OMG -- I'd give anything to have been able to go on that tour with you! I LOVE those kinds of tours, so very interesting. And what the tour guide wouldn't know, YOU would!! L&K
29th April 2013

You should be able to pick up a fairly inexpensive USB to SD card reader at any office store. There's got to be a few Apple stores in Greater London where you can get one Like to see pics of Bletchly!
29th April 2013

Only one book...say it isn't so. I can never seem to show that kind of restraint. Love the blog so far and can't wait to read more. Happy Travels!!!
30th April 2013

Just thinking of you not being able to find a bathroom makes me have to go to the bathroom! Glad it was only the cable you forgot and not the camera. (If I can get my Italy photos organized, we can have a photo-fest after your return!).
Kinda gross about how recently the sewage had been flowing into the Thames, but lovely to know the river is so clean now. So eating salmon there might be ok!! Neat to find out things like that...
30th April 2013

I am jealous.

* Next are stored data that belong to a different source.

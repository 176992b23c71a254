//! DRYcore server binary.
//!
//! Boots the registered applications, publishes their contributions and
//! serves every application from one listener, routed by `Host`.

use std::net::SocketAddr;

use anyhow::{Context, Result};
use axum::http::{HeaderValue, Method};
use drycore_kernel::{
    AppState, ApplicationTable, Authenticator, Config, DomainResolver, boot, build_router,
};
use tower_http::cors::CorsLayer;
use tower_http::trace::TraceLayer;
use tracing::{info, warn};
use tracing_subscriber::{EnvFilter, layer::SubscriberExt, util::SubscriberInitExt};

#[tokio::main]
async fn main() -> Result<()> {
    // Load .env file if present
    dotenvy::dotenv().ok();

    init_tracing();

    let config = Config::from_env().context("failed to load configuration")?;
    info!(host = %config.host, port = config.port, "starting DRYcore");

    let domains = match &config.domains_file {
        Some(path) => DomainResolver::from_toml_file(path, config.default_target.clone())
            .with_context(|| format!("failed to load domain table from {}", path.display()))?,
        None => drycore_app_feieryun::domain_table(config.default_target.clone()),
    };
    info!(hosts = domains.len(), default = %domains.default_target(), "domain table loaded");

    let auth = build_authenticator(&config)?;

    let outcome = boot(drycore_app_feieryun::register(ApplicationTable::new()));
    if outcome.failed_count() > 0 {
        warn!(failed = outcome.failed_count(), "some applications registered with failures");
    }

    let state = AppState::new(domains, outcome.store, outcome.applications, auth);
    let cors = build_cors_layer(&config);

    let app = build_router(state, outcome.server)
        .layer(cors)
        .layer(TraceLayer::new_for_http());

    let addr = SocketAddr::new(config.host, config.port);
    let listener = tokio::net::TcpListener::bind(addr)
        .await
        .context("failed to bind to address")?;

    info!(%addr, "Server listening");

    axum::serve(listener, app).await.context("server error")?;

    Ok(())
}

fn build_authenticator(config: &Config) -> Result<Authenticator> {
    let mut auth = Authenticator::new();
    if let Some(path) = &config.auth_tokens_file {
        let count = auth.load_token_file(path)?;
        info!(path = %path.display(), tokens = count, "static tokens loaded");
    }
    if let Some(secret) = &config.jwt_secret {
        auth = auth.with_jwt_secret(secret.as_bytes());
    }
    if auth.static_token_count() == 0 && !auth.jwt_enabled() {
        warn!("no tokens file or JWT secret configured; every request is anonymous");
    }
    Ok(auth)
}

fn build_cors_layer(config: &Config) -> CorsLayer {
    let methods = [
        Method::GET,
        Method::POST,
        Method::PUT,
        Method::DELETE,
        Method::OPTIONS,
    ];

    if config.cors_allowed_origins.len() == 1 && config.cors_allowed_origins[0] == "*" {
        CorsLayer::new()
            .allow_origin(tower_http::cors::Any)
            .allow_methods(methods)
            .allow_headers(tower_http::cors::Any)
    } else {
        let origins: Vec<HeaderValue> = config
            .cors_allowed_origins
            .iter()
            .filter_map(|o| match o.parse::<HeaderValue>() {
                Ok(v) => Some(v),
                Err(_) => {
                    warn!(origin = %o, "ignoring unparseable CORS origin");
                    None
                }
            })
            .collect();

        // Credentials cannot be combined with wildcard headers.
        CorsLayer::new()
            .allow_origin(origins)
            .allow_methods(methods)
            .allow_headers([axum::http::header::AUTHORIZATION, axum::http::header::CONTENT_TYPE])
            .allow_credentials(true)
    }
}

fn init_tracing() {
    let filter = EnvFilter::try_from_default_env()
        .unwrap_or_else(|_| EnvFilter::new("info,tower_http=debug"));

    tracing_subscriber::registry()
        .with(filter)
        .with(tracing_subscriber::fmt::layer())
        .init();
}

Bletchley Park would be the number one tour in England for me. On PBS now, there is a series where four gals that were code breakers at Bletchley during WW2 are using their unique skills in the 1950's to find a serial killer
. If you can, bring back any brochures that they offer that describe the type of people they used to break the codes.
1st May 2013

What's more amazing than all you pack into a day is that you then come back and write about it in detail. I'm glad you do.